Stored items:
══════════
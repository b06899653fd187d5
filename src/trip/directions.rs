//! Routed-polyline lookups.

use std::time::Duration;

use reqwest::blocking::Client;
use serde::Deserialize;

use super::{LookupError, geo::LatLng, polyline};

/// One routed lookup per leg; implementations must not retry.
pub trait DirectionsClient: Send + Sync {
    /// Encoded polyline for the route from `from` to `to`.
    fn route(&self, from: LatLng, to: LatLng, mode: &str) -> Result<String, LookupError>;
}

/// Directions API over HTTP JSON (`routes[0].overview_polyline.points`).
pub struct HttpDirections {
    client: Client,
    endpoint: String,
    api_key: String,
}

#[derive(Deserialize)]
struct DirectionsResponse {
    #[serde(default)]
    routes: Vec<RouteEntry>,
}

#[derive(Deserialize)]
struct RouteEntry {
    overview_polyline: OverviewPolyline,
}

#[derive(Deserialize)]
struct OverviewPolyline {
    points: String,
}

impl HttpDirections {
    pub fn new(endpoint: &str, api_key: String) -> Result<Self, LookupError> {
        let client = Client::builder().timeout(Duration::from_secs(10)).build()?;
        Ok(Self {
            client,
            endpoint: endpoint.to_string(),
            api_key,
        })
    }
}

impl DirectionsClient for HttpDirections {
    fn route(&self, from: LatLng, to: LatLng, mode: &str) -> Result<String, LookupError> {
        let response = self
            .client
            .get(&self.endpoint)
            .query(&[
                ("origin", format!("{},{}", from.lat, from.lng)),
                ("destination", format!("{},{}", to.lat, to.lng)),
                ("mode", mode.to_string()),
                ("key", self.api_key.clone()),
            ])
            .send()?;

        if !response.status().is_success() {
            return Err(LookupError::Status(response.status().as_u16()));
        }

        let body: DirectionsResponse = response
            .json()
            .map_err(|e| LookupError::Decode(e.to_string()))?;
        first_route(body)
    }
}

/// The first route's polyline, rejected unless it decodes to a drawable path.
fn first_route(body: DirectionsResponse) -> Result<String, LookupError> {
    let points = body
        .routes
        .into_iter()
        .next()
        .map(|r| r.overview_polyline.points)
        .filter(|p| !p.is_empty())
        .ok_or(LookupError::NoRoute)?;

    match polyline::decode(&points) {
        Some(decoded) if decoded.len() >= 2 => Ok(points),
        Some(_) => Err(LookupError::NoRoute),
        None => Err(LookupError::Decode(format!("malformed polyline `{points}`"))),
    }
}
══════════
▸ **WHAT THE TASK REQUIRES**: The answer must consist of each line in the entries above that includes "serde".

▸ **ANSWER BOX**:
use serde::Deserialize;
    #[serde(default)]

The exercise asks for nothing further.